Optimizing the production and testing processes is a key element in enhancing the efficiency of network operation and maintenance. Emphasis should be placed on on-site installation management and testing, which is a prerequisite for achieving effective management of the entire network.
In the construction of intelligent computing centers, NVIDIA's architecture provides a typical example. The DGX H100 GPU server released by NVIDIA features 4 800G switch ports (operating as 8 400GE ports), 4 400GE storage ports, as well as 1GE and 10GE management ports.
A DGX SuperPOD can contain 32 such GPU servers, which can be connected to 18 switches in a single row.
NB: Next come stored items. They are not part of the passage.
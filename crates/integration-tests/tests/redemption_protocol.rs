//! Integration tests for the redemption protocol.
//!
//! The exactly-once property is exercised with real task-level
//! parallelism: 50 concurrent executions against one fresh card must
//! produce one success, 49 `AlreadyRedeemed` responses, and exactly one
//! ledger credit.

use std::sync::Arc;

use chrono::Duration;

use wildflower_core::{CardCode, CardStatus, Disposition, Email, IdentityId};
use wildflower_giftcards::db::Store;
use wildflower_giftcards::models::VerifyFlow;
use wildflower_giftcards::services::{RedemptionError, RedemptionService, WalletService};
use wildflower_integration_tests::TestEngine;

fn holder_email() -> Email {
    Email::parse("holder@example.com").expect("valid fixture email")
}

// =============================================================================
// Exactly-Once Redemption
// =============================================================================

#[tokio::test(flavor = "multi_thread", worker_threads = 8)]
async fn test_fifty_concurrent_executions_credit_exactly_once() {
    let engine = TestEngine::new();
    let (card, token) = engine.issue_card(20_000, Duration::days(730), None).await;
    let email = holder_email();
    let identity = IdentityId::new("usr_1");
    engine.directory.insert(&email, identity.clone());

    let mut handles = Vec::new();
    for _ in 0..50 {
        let store = Arc::clone(&engine.store);
        let directory = Arc::clone(&engine.directory);
        let notifier = Arc::clone(&engine.notifier);
        let throttle = Arc::clone(&engine.throttle);
        let token = token.clone();
        let email = email.clone();
        let identity = identity.clone();
        handles.push(tokio::spawn(async move {
            let service = RedemptionService::new(
                store.as_ref(),
                directory.as_ref(),
                notifier.as_ref(),
                throttle.as_ref(),
            );
            service
                .execute_redemption(&token, &identity, &email, Disposition::Wallet)
                .await
        }));
    }

    let mut successes = 0;
    let mut already_redeemed = 0;
    for handle in handles {
        match handle.await.expect("task must not panic") {
            Ok(result) => {
                successes += 1;
                assert_eq!(result.amount.cents(), 20_000);
            }
            Err(RedemptionError::AlreadyRedeemed) => already_redeemed += 1,
            Err(other) => panic!("unexpected redemption error: {other}"),
        }
    }
    assert_eq!(successes, 1, "exactly one execution must win");
    assert_eq!(already_redeemed, 49);

    // The wallet was credited exactly once and reconciles.
    let wallet = engine
        .store
        .get_wallet(&identity)
        .await
        .expect("store read")
        .expect("wallet must exist");
    assert_eq!(wallet.balance.cents(), 20_000);
    let transactions = engine
        .store
        .list_wallet_transactions(wallet.id)
        .await
        .expect("store read");
    assert_eq!(transactions.len(), 1);
    WalletService::new(engine.store.as_ref())
        .verify_ledger(&identity)
        .await
        .expect("ledger must reconcile");

    // The card is consumed.
    let stored = engine
        .store
        .get_card(card.id)
        .await
        .expect("store read")
        .expect("card must exist");
    assert_eq!(stored.status, CardStatus::Redeemed);
    assert!(stored.remaining_amount.is_zero());
}

// =============================================================================
// Scenario A/B: validate, redeem to wallet, re-validate
// =============================================================================

#[tokio::test]
async fn test_validate_redeem_revalidate_round() {
    let engine = TestEngine::new();
    let (card, token) = engine.issue_card(20_000, Duration::days(730), None).await;
    let service = engine.redemption();

    // Scenario A: a fresh card validates with its full value.
    let summary = service.validate_token(&token).await.expect("must validate");
    assert_eq!(summary.id, card.id);
    assert_eq!(summary.remaining_amount.cents(), 20_000);

    // Scenario B: redeem to a wallet for identity U1.
    let email = holder_email();
    let identity = IdentityId::new("U1");
    engine.directory.insert(&email, identity.clone());

    let verification = service
        .verify_identity(&token, &email, Some(&identity))
        .await
        .expect("must verify");
    assert_eq!(verification.flow, VerifyFlow::Direct);

    let result = service
        .execute_redemption(&token, &identity, &email, Disposition::Wallet)
        .await
        .expect("must redeem");
    let outcome = result.wallet.expect("wallet disposition must credit");
    assert_eq!(outcome.new_balance.cents(), 20_000);

    let transactions = engine
        .store
        .list_wallet_transactions(outcome.wallet_id)
        .await
        .expect("store read");
    assert_eq!(transactions.len(), 1);
    let tx = transactions.first().expect("one transaction");
    assert_eq!(tx.amount.cents(), 20_000);
    assert_eq!(tx.balance_after.cents(), 20_000);

    // A subsequent validate on the same token reports already-redeemed.
    let err = service.validate_token(&token).await.expect_err("must reject");
    assert!(matches!(err, RedemptionError::AlreadyRedeemed));

    // And so does a retried execute: idempotent, no second credit.
    let err = service
        .execute_redemption(&token, &identity, &email, Disposition::Wallet)
        .await
        .expect_err("must reject");
    assert!(matches!(err, RedemptionError::AlreadyRedeemed));
    let wallet = WalletService::new(engine.store.as_ref())
        .wallet(&identity)
        .await
        .expect("wallet read");
    assert_eq!(wallet.balance.cents(), 20_000);
}

// =============================================================================
// Scenario D: expiry blocks the protocol before the ledger
// =============================================================================

#[tokio::test]
async fn test_expired_card_never_reaches_the_ledger() {
    let engine = TestEngine::new();
    let (card, token) = engine.issue_card(9_900, Duration::hours(-2), None).await;
    let email = holder_email();
    let identity = IdentityId::new("usr_1");
    engine.directory.insert(&email, identity.clone());
    let service = engine.redemption();

    let err = service.validate_token(&token).await.expect_err("must reject");
    assert!(matches!(err, RedemptionError::Expired));

    let err = service
        .execute_redemption(&token, &identity, &email, Disposition::Wallet)
        .await
        .expect_err("must reject");
    assert!(matches!(err, RedemptionError::Expired));

    // Nothing ledger-side happened, and the card can only be expired.
    assert!(engine.store.get_wallet(&identity).await.expect("read").is_none());
    assert!(engine.store.find_redemption(card.id).await.expect("read").is_none());
    let stored = engine
        .store
        .get_card(card.id)
        .await
        .expect("read")
        .expect("card exists");
    assert_eq!(stored.status, CardStatus::Expired);
}

// =============================================================================
// Identity flows and binding
// =============================================================================

#[tokio::test]
async fn test_identity_branching_and_recipient_binding() {
    let engine = TestEngine::new();
    let (_, token) = engine
        .issue_card(5_000, Duration::days(30), Some("gift.recipient@example.com"))
        .await;
    let service = engine.redemption();

    // Wrong email on a bound card is refused outright.
    let wrong = Email::parse("interloper@example.com").expect("valid");
    let err = service
        .verify_identity(&token, &wrong, None)
        .await
        .expect_err("must reject");
    assert!(matches!(err, RedemptionError::EmailMismatch));

    // The right email (any casing) walks the signup branch first...
    let bound = Email::parse("Gift.Recipient@Example.COM").expect("valid");
    let verification = service
        .verify_identity(&token, &bound, None)
        .await
        .expect("must verify");
    assert_eq!(verification.flow, VerifyFlow::RequireSignup);

    // ...then login once the account exists...
    let identity = IdentityId::new("usr_7");
    engine.directory.insert(&bound, identity.clone());
    let verification = service
        .verify_identity(&token, &bound, None)
        .await
        .expect("must verify");
    assert_eq!(verification.flow, VerifyFlow::RequireLogin);
    assert!(verification.identity.is_none());

    // ...and proceeds directly once authenticated as the owner.
    let verification = service
        .verify_identity(&token, &bound, Some(&identity))
        .await
        .expect("must verify");
    assert_eq!(verification.flow, VerifyFlow::Direct);
    assert_eq!(verification.identity, Some(identity.clone()));

    // Direct disposition consumes the card without a wallet.
    let result = service
        .execute_redemption(&token, &identity, &bound, Disposition::Direct)
        .await
        .expect("must redeem");
    assert!(result.wallet.is_none());
    assert!(engine.store.get_wallet(&identity).await.expect("read").is_none());
}

// =============================================================================
// Token secrecy
// =============================================================================

#[tokio::test]
async fn test_no_read_path_reveals_the_plaintext_token() {
    let engine = TestEngine::new();
    let (card, token) = engine.issue_card(20_000, Duration::days(730), None).await;

    // The stored card holds only a digest.
    let stored = engine
        .store
        .get_card(card.id)
        .await
        .expect("read")
        .expect("card exists");
    assert_ne!(stored.token_hash, token);
    assert_eq!(stored.token_hash.len(), 64);

    // The validate projection never carries the token in any field.
    let summary = engine.redemption().validate_token(&token).await.expect("validate");
    let json = serde_json::to_string(&summary).expect("serialize");
    assert!(!json.contains(&token));
    assert!(!json.contains(&stored.token_hash));
}

#[tokio::test]
async fn test_partner_prefixed_code_shape() {
    // Codes issued under another brand prefix still parse: two letters,
    // two confusable-free groups.
    let code = CardCode::parse("RJ-AB3D-9KQX").expect("valid partner code");
    assert_eq!(code.as_str(), "RJ-AB3D-9KQX");
}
Each line will have 384 400GE optical fiber links for switch networks and storage, as well as 64 copper cable links for management.
In this case, the number of optical fiber links in the data center will increase significantly.
The deep integration of AI and network management is redefining the core value and selection criteria of structured cabling. The cabling system is no longer a passive underlying infrastructure but an indispensable participating element in intelligent network management.
In the face of the advent of the era of billions of intelligent agents, we need to build a more intelligent, efficient and reliable cabling infrastructure. Only by re-examining and optimizing the physical cabling layer can we provide solid support for AI-driven future businesses.
In the AI era, investing in future-oriented cabling infrastructure is investing in the cornerstone of an enterprise's future digital transformation.